United States District Court, D. South Carolina, Florence Division
Jan 26, 2011
C.A. No. 4:10-cv-01435-JMC (D.S.C. Jan. 26, 2011)

Summary

finding plaintiff's claims arising out of defendants' "failure to honor agreements to pay wages which may be in excess of minimum wage and failure to pay wages when due" to be "separate and distinct from [p]laintiff's FLSA claims"
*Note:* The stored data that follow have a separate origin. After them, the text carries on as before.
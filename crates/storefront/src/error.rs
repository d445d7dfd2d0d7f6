//! Unified error handling with Sentry integration.
//!
//! Provides a unified `AppError` type that captures errors to Sentry before
//! responding to the client. All route handlers should return `Result<T, AppError>`.

use axum::{
    http::StatusCode,
    response::{IntoResponse, Response},
};
use brew_and_bites_core::CheckoutError;
use thiserror::Error;

use crate::services::PaymentError;

/// Application-level error type for the storefront.
#[derive(Debug, Error)]
pub enum AppError {
    /// Session store operation failed.
    #[error("Session error: {0}")]
    Session(#[from] tower_sessions::session::Error),

    /// Payment processing failed.
    #[error("Payment error: {0}")]
    Payment(#[from] PaymentError),

    /// Checkout transition was not allowed.
    #[error("Checkout error: {0}")]
    Checkout(#[from] CheckoutError),

    /// Resource not found.
    #[error("Not found: {0}")]
    NotFound(String),

    /// Bad request from client.
    #[error("Bad request: {0}")]
    BadRequest(String),

    /// Internal server error.
    #[error("Internal error: {0}")]
    Internal(String),
}

impl AppError {
    fn status(&self) -> StatusCode {
        match self {
            Self::Session(_) | Self::Internal(_) => StatusCode::INTERNAL_SERVER_ERROR,
            Self::Payment(err) => match err {
                PaymentError::AlreadyProcessing(_) => StatusCode::CONFLICT,
                PaymentError::Task(_) => StatusCode::INTERNAL_SERVER_ERROR,
            },
            Self::Checkout(err) => match err {
                CheckoutError::AlreadyProcessing | CheckoutError::AlreadyCompleted => {
                    StatusCode::CONFLICT
                }
                CheckoutError::EmptyCart => StatusCode::BAD_REQUEST,
                CheckoutError::NotProcessing => StatusCode::INTERNAL_SERVER_ERROR,
            },
            Self::NotFound(_) => StatusCode::NOT_FOUND,
            Self::BadRequest(_) => StatusCode::BAD_REQUEST,
        }
    }
}

impl IntoResponse for AppError {
    fn into_response(self) -> Response {
        let status = self.status();

        // Capture server errors to Sentry
        if status.is_server_error() {
            let event_id = sentry::capture_error(&self);
            tracing::error!(
                error = %self,
                sentry_event_id = %event_id,
                "Request error"
            );
        }

        // Don't expose internal error details to clients
        let message = match &self {
            Self::Session(_) | Self::Internal(_) => "Internal server error".to_string(),
            Self::Payment(PaymentError::AlreadyProcessing(_))
            | Self::Checkout(CheckoutError::AlreadyProcessing) => {
                "Your payment is already being processed".to_string()
            }
            Self::Payment(PaymentError::Task(_)) => "Payment could not be processed".to_string(),
            Self::Checkout(CheckoutError::AlreadyCompleted) => {
                "This order has already been paid".to_string()
            }
            Self::Checkout(CheckoutError::EmptyCart) => "Your cart is empty".to_string(),
            Self::Checkout(CheckoutError::NotProcessing) => "Internal server error".to_string(),
            Self::NotFound(_) | Self::BadRequest(_) => self.to_string(),
        };

        (status, message).into_response()
    }
}

/// Result type alias for `AppError`.
pub type Result<T> = std::result::Result<T, AppError>;

/// Add a breadcrumb for user actions.
///
/// Breadcrumbs appear in Sentry error reports to show the trail of user actions
/// leading up to an error.
///
/// # Example
///
/// ```rust,ignore
/// add_breadcrumb("cart", "Added to cart", Some(&[("product_id", "espresso")]));
/// ```
pub fn add_breadcrumb(category: &str, message: &str, data: Option<&[(&str, &str)]>) {
    let mut breadcrumb = sentry::Breadcrumb {
        category: Some(category.to_string()),
        message: Some(message.to_string()),
        level: sentry::Level::Info,
        ..Default::default()
    };

    if let Some(pairs) = data {
        for (key, value) in pairs {
            breadcrumb.data.insert(
                (*key).to_string(),
                serde_json::Value::String((*value).to_string()),
            );
        }
    }

    sentry::add_breadcrumb(breadcrumb);
}

#[cfg(test)]
mod tests {
    use brew_and_bites_core::CheckoutId;

    use super::*;

    fn get_status(err: AppError) -> StatusCode {
        err.into_response().status()
    }

    #[test]
    fn test_app_error_display() {
        let err = AppError::NotFound("product mocha".to_string());
        assert_eq!(err.to_string(), "Not found: product mocha");

        let err = AppError::BadRequest("unknown category: brunch".to_string());
        assert_eq!(err.to_string(), "Bad request: unknown category: brunch");
    }

    #[test]
    fn test_app_error_status_codes() {
        assert_eq!(
            get_status(AppError::NotFound("test".to_string())),
            StatusCode::NOT_FOUND
        );
        assert_eq!(
            get_status(AppError::BadRequest("test".to_string())),
            StatusCode::BAD_REQUEST
        );
        assert_eq!(
            get_status(AppError::Internal("test".to_string())),
            StatusCode::INTERNAL_SERVER_ERROR
        );
    }

    #[test]
    fn test_duplicate_submission_is_conflict() {
        assert_eq!(
            get_status(AppError::Payment(PaymentError::AlreadyProcessing(
                CheckoutId::generate()
            ))),
            StatusCode::CONFLICT
        );
        assert_eq!(
            get_status(AppError::Checkout(CheckoutError::AlreadyProcessing)),
            StatusCode::CONFLICT
        );
        assert_eq!(
            get_status(AppError::Checkout(CheckoutError::AlreadyCompleted)),
            StatusCode::CONFLICT
        );
    }

    #[tokio::test]
    async fn test_internal_details_are_hidden() {
        let response = AppError::Internal("disk on fire".to_string()).into_response();
        assert_eq!(response.status(), StatusCode::INTERNAL_SERVER_ERROR);

        let body = axum::body::to_bytes(response.into_body(), usize::MAX)
            .await
            .expect("body");
        assert_eq!(&body[..], b"Internal server error");
    }
}
//! The product catalog.
//!
//! The catalog is built once at startup and never mutated afterwards. Views
//! borrow products from it; carts copy the fields they need at add time.

use std::collections::HashSet;

use rust_decimal::Decimal;
use serde::{Deserialize, Serialize};
use thiserror::Error;

use crate::types::{Category, CategoryFilter, ProductId};

/// A purchasable menu item.
#[derive(Debug, Clone, PartialEq, Eq, Serialize, Deserialize)]
pub struct Product {
    pub id: ProductId,
    pub name: String,
    pub price: Decimal,
    pub category: Category,
    /// Image reference, served from `/static`.
    pub image: String,
    pub description: String,
}

impl Product {
    /// Create a product.
    #[must_use]
    pub fn new(
        id: impl Into<ProductId>,
        name: impl Into<String>,
        price: Decimal,
        category: Category,
        image: impl Into<String>,
        description: impl Into<String>,
    ) -> Self {
        Self {
            id: id.into(),
            name: name.into(),
            price,
            category,
            image: image.into(),
            description: description.into(),
        }
    }
}

/// Errors building a catalog.
#[derive(Debug, Clone, Error, PartialEq, Eq)]
pub enum CatalogError {
    #[error("duplicate product id: {0}")]
    DuplicateId(ProductId),
    #[error("negative price for product {0}")]
    NegativePrice(ProductId),
}

/// Fixed, ordered list of products.
#[derive(Debug, Clone, PartialEq, Eq)]
pub struct Catalog {
    products: Vec<Product>,
}

impl Catalog {
    /// Build a catalog, checking that ids are unique and prices non-negative.
    ///
    /// # Errors
    ///
    /// Returns `CatalogError` on the first invalid product.
    pub fn new(products: Vec<Product>) -> Result<Self, CatalogError> {
        let mut seen = HashSet::with_capacity(products.len());
        for product in &products {
            if product.price < Decimal::ZERO {
                return Err(CatalogError::NegativePrice(product.id.clone()));
            }
            if !seen.insert(&product.id) {
                return Err(CatalogError::DuplicateId(product.id.clone()));
            }
        }
        Ok(Self { products })
    }

    /// The Brew & Bites café menu.
    #[must_use]
    pub fn cafe_menu() -> Self {
        let item = |id: &str, name: &str, cents: i64, category, image: &str, description: &str| {
            Product::new(
                id,
                name,
                Decimal::new(cents, 2),
                category,
                format!("/static/images/{image}"),
                description,
            )
        };

        Self {
            products: vec![
                item("espresso", "Espresso", 350, Category::Coffee, "espresso.svg", "Rich and bold espresso shot"),
                item("latte", "Latte", 450, Category::Coffee, "latte.svg", "Smooth espresso with steamed milk"),
                item("cappuccino", "Cappuccino", 425, Category::Coffee, "cappuccino.svg", "Equal parts espresso, milk, and foam"),
                item("cold_brew", "Cold Brew", 475, Category::Coffee, "cold-brew.svg", "16-hour steeped smooth coffee"),
                item("chocolate_croissant", "Chocolate Croissant", 325, Category::Pastries, "croissant.svg", "Flaky croissant with rich chocolate"),
                item("blueberry_muffin", "Blueberry Muffin", 295, Category::Pastries, "muffin.svg", "Moist muffin with fresh blueberries"),
                item("turkey_sandwich", "Turkey Avocado Sandwich", 750, Category::Sandwiches, "sandwich.svg", "Fresh turkey with avocado on artisan bread"),
                item("green_tea", "Green Tea", 275, Category::Tea, "tea.svg", "Premium Japanese green tea"),
            ],
        }
    }

    /// All products in catalog order.
    #[must_use]
    pub fn products(&self) -> &[Product] {
        &self.products
    }

    /// Look up a product by id.
    #[must_use]
    pub fn get(&self, id: &ProductId) -> Option<&Product> {
        self.products.iter().find(|product| &product.id == id)
    }

    /// Products passing `filter`, in catalog order.
    ///
    /// [`CategoryFilter::All`] yields the full catalog unchanged.
    pub fn filter(&self, filter: CategoryFilter) -> impl Iterator<Item = &Product> {
        self.products
            .iter()
            .filter(move |product| filter.matches(product.category))
    }

    #[must_use]
    pub fn len(&self) -> usize {
        self.products.len()
    }

    #[must_use]
    pub fn is_empty(&self) -> bool {
        self.products.is_empty()
    }
}

impl Default for Catalog {
    fn default() -> Self {
        Self::cafe_menu()
    }
}

#[cfg(test)]
mod tests {
    use super::*;

    fn ids<'a>(products: impl Iterator<Item = &'a Product>) -> Vec<&'a str> {
        products.map(|product| product.id.as_str()).collect()
    }

    #[test]
    fn test_cafe_menu_is_valid() {
        let menu = Catalog::cafe_menu();
        assert_eq!(menu.len(), 8);
        assert_eq!(Catalog::new(menu.products().to_vec()), Ok(menu));
    }

    #[test]
    fn test_filter_all_returns_full_catalog_in_order() {
        let menu = Catalog::cafe_menu();
        let all: Vec<&Product> = menu.filter(CategoryFilter::All).collect();
        let expected: Vec<&Product> = menu.products().iter().collect();
        assert_eq!(all, expected);
    }

    #[test]
    fn test_filter_by_category_preserves_order() {
        let menu = Catalog::cafe_menu();
        assert_eq!(
            ids(menu.filter(CategoryFilter::Only(Category::Coffee))),
            vec!["espresso", "latte", "cappuccino", "cold_brew"]
        );
        assert_eq!(
            ids(menu.filter(CategoryFilter::Only(Category::Pastries))),
            vec!["chocolate_croissant", "blueberry_muffin"]
        );
        assert_eq!(
            ids(menu.filter(CategoryFilter::Only(Category::Tea))),
            vec!["green_tea"]
        );
    }

    #[test]
    fn test_every_filter_returns_only_matching_products() {
        let menu = Catalog::cafe_menu();
        for category in Category::ALL {
            let filtered: Vec<&Product> = menu.filter(CategoryFilter::Only(category)).collect();
            assert!(!filtered.is_empty());
            assert!(filtered.iter().all(|product| product.category == category));
            let expected = menu
                .products()
                .iter()
                .filter(|product| product.category == category)
                .count();
            assert_eq!(filtered.len(), expected);
        }
    }

    #[test]
    fn test_get() {
        let menu = Catalog::cafe_menu();
        let espresso = menu.get(&ProductId::from("espresso")).expect("espresso on menu");
        assert_eq!(espresso.price, Decimal::new(350, 2));
        assert_eq!(espresso.image, "/static/images/espresso.svg");
        assert!(menu.get(&ProductId::from("mocha")).is_none());
    }

    #[test]
    fn test_new_rejects_duplicate_ids() {
        let espresso = Product::new(
            "espresso",
            "Espresso",
            Decimal::new(350, 2),
            Category::Coffee,
            "/static/images/espresso.svg",
            "",
        );
        let result = Catalog::new(vec![espresso.clone(), espresso]);
        assert_eq!(
            result,
            Err(CatalogError::DuplicateId(ProductId::from("espresso")))
        );
    }

    #[test]
    fn test_new_rejects_negative_prices() {
        let refund = Product::new("refund", "Refund", Decimal::new(-100, 2), Category::Tea, "", "");
        assert_eq!(
            Catalog::new(vec![refund]),
            Err(CatalogError::NegativePrice(ProductId::from("refund")))
        );
    }

    #[test]
    fn test_new_accepts_free_items() {
        let water = Product::new("water", "Water", Decimal::ZERO, Category::Tea, "", "");
        assert!(Catalog::new(vec![water]).is_ok());
    }
}
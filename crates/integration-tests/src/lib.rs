//! Integration tests for the Brew & Bites storefront.
//!
//! # Running Tests
//!
//! ```bash
//! cargo test -p brew-and-bites-integration-tests
//! ```
//!
//! Each test starts its own storefront on an ephemeral port and talks to it
//! over HTTP with a cookie-carrying client, so every test gets a fresh
//! session store and a fresh visitor.

use std::net::SocketAddr;
use std::time::Duration;

use brew_and_bites_core::Catalog;
use brew_and_bites_storefront::{
    app,
    config::{CheckoutConfig, StorefrontConfig},
    state::AppState,
};
use reqwest::{Client, Response, redirect::Policy};

/// A running storefront and a client acting as one visitor.
pub struct TestContext {
    pub client: Client,
    pub base_url: String,
    pub state: AppState,
}

impl TestContext {
    /// Start a storefront whose payments complete immediately.
    ///
    /// # Panics
    ///
    /// Panics if the server cannot be started.
    pub async fn new() -> Self {
        Self::with_payment_delay(Duration::ZERO).await
    }

    /// Start a storefront whose payments take `payment_delay`.
    ///
    /// # Panics
    ///
    /// Panics if the server cannot be started.
    pub async fn with_payment_delay(payment_delay: Duration) -> Self {
        let config = StorefrontConfig {
            port: 0,
            checkout: CheckoutConfig {
                payment_delay,
                ..CheckoutConfig::default()
            },
            ..StorefrontConfig::default()
        };
        let state = AppState::new(config.clone(), Catalog::cafe_menu());

        let listener = tokio::net::TcpListener::bind(config.socket_addr())
            .await
            .expect("Failed to bind test listener");
        let addr: SocketAddr = listener.local_addr().expect("Listener has an address");

        let router = app(state.clone());
        tokio::spawn(async move {
            axum_serve(listener, router).await;
        });

        Self {
            client: visitor(),
            base_url: format!("http://{addr}"),
            state,
        }
    }

    /// A second visitor with its own cookie jar.
    #[must_use]
    pub fn new_visitor(&self) -> Client {
        visitor()
    }

    /// Absolute URL for `path`.
    #[must_use]
    pub fn url(&self, path: &str) -> String {
        format!("{}{path}", self.base_url)
    }

    /// GET `path`.
    ///
    /// # Panics
    ///
    /// Panics if the request cannot be sent.
    pub async fn get(&self, path: &str) -> Response {
        self.client
            .get(self.url(path))
            .send()
            .await
            .expect("GET request failed")
    }

    /// POST a form to `path`.
    ///
    /// # Panics
    ///
    /// Panics if the request cannot be sent.
    pub async fn post_form(&self, path: &str, form: &[(&str, &str)]) -> Response {
        self.client
            .post(self.url(path))
            .form(form)
            .send()
            .await
            .expect("POST request failed")
    }

    /// Add one unit of `product_id` to the cart.
    ///
    /// # Panics
    ///
    /// Panics if the product is not added.
    pub async fn add_to_cart(&self, product_id: &str) {
        let resp = self
            .post_form("/cart/add", &[("product_id", product_id)])
            .await;
        assert!(
            resp.status().is_success(),
            "adding {product_id} returned {}",
            resp.status()
        );
    }

    /// Wait until the server has a payment running.
    ///
    /// # Panics
    ///
    /// Panics if no payment starts within five seconds.
    pub async fn wait_for_payment_in_flight(&self) {
        let deadline = tokio::time::Instant::now() + Duration::from_secs(5);
        while self.state.payments().in_flight_count() == 0 {
            assert!(
                tokio::time::Instant::now() < deadline,
                "no payment started within five seconds"
            );
            tokio::time::sleep(Duration::from_millis(5)).await;
        }
    }

    /// Current cart count badge text.
    ///
    /// # Panics
    ///
    /// Panics if the badge cannot be fetched.
    pub async fn cart_count(&self) -> String {
        let body = self.get("/cart/count").await.text().await.expect("badge body");
        badge_value(&body)
    }
}

/// A complete set of payment form fields.
#[must_use]
pub fn payment_form() -> Vec<(&'static str, &'static str)> {
    vec![
        ("card_number", "4111 1111 1111 1111"),
        ("expiry", "12/29"),
        ("cvv", "123"),
        ("card_name", "Ada Lovelace"),
        ("email", "ada@example.com"),
        ("address", "123 Coffee Street"),
        ("city", "Kuala Lumpur"),
        ("postal_code", "50000"),
    ]
}

/// Text content of the cart count badge fragment.
#[must_use]
pub fn badge_value(fragment: &str) -> String {
    fragment
        .split_once('>')
        .and_then(|(_, rest)| rest.split_once('<'))
        .map(|(value, _)| value.trim().to_string())
        .unwrap_or_default()
}

fn visitor() -> Client {
    Client::builder()
        .cookie_store(true)
        .redirect(Policy::none())
        .build()
        .expect("Failed to create HTTP client")
}

async fn axum_serve(listener: tokio::net::TcpListener, router: axum::Router) {
    if let Err(e) = axum::serve(listener, router).await {
        panic!("Test server failed: {e}");
    }
}
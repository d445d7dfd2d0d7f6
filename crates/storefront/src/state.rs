//! Application state shared across handlers.

use std::sync::Arc;

use brew_and_bites_core::{Catalog, CurrencyCode, Price};
use rust_decimal::Decimal;

use crate::config::StorefrontConfig;
use crate::services::PaymentService;

/// Application state shared across all handlers.
///
/// This struct is cheaply cloneable via `Arc` and provides access to the
/// catalog, configuration and the payment service.
#[derive(Clone)]
pub struct AppState {
    inner: Arc<AppStateInner>,
}

struct AppStateInner {
    config: StorefrontConfig,
    catalog: Catalog,
    payments: PaymentService,
}

impl AppState {
    /// Create a new application state.
    ///
    /// # Arguments
    ///
    /// * `config` - Storefront configuration
    /// * `catalog` - The menu served by this storefront
    #[must_use]
    pub fn new(config: StorefrontConfig, catalog: Catalog) -> Self {
        let payments = PaymentService::new(config.checkout.payment_delay);

        Self {
            inner: Arc::new(AppStateInner {
                config,
                catalog,
                payments,
            }),
        }
    }

    /// Get a reference to the storefront configuration.
    #[must_use]
    pub fn config(&self) -> &StorefrontConfig {
        &self.inner.config
    }

    /// Get a reference to the product catalog.
    #[must_use]
    pub fn catalog(&self) -> &Catalog {
        &self.inner.catalog
    }

    /// Get a reference to the payment service.
    #[must_use]
    pub fn payments(&self) -> &PaymentService {
        &self.inner.payments
    }

    /// Currency prices are displayed in.
    #[must_use]
    pub fn currency(&self) -> CurrencyCode {
        self.inner.config.currency
    }

    /// Format an amount in the storefront's currency.
    #[must_use]
    pub fn format_price(&self, amount: Decimal) -> String {
        Price::new(amount, self.currency()).to_string()
    }
}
Summary of this case from Chaplin v. SSA Cooper, LLC

Opinion

C.A. No. 4:10-cv-01435-JMC.

January 26, 2011


ORDER AND OPINION


This matter is before the court on Defendants LRJ Restaurants, Inc., McDonald's Corporation, Laetitia M. Johnson, and Robert Johnson's ("Defendants") Motion to Dismiss Plaintiff Kenneth E. McMurray's first cause of action for violation of the South Carolina Payment of Wages Act ("Wage Act") because it asserts rights and seeks remedies available under the Fair Labor Standards Act ("FLSA") [Docs. # 6, 35].

FACTUAL BACKGROUND

This factual recitation is taken from Defendants' Motion to Dismiss [Doc. # 35] which Plaintiff concedes is acceptable for the purposes of the pending motions.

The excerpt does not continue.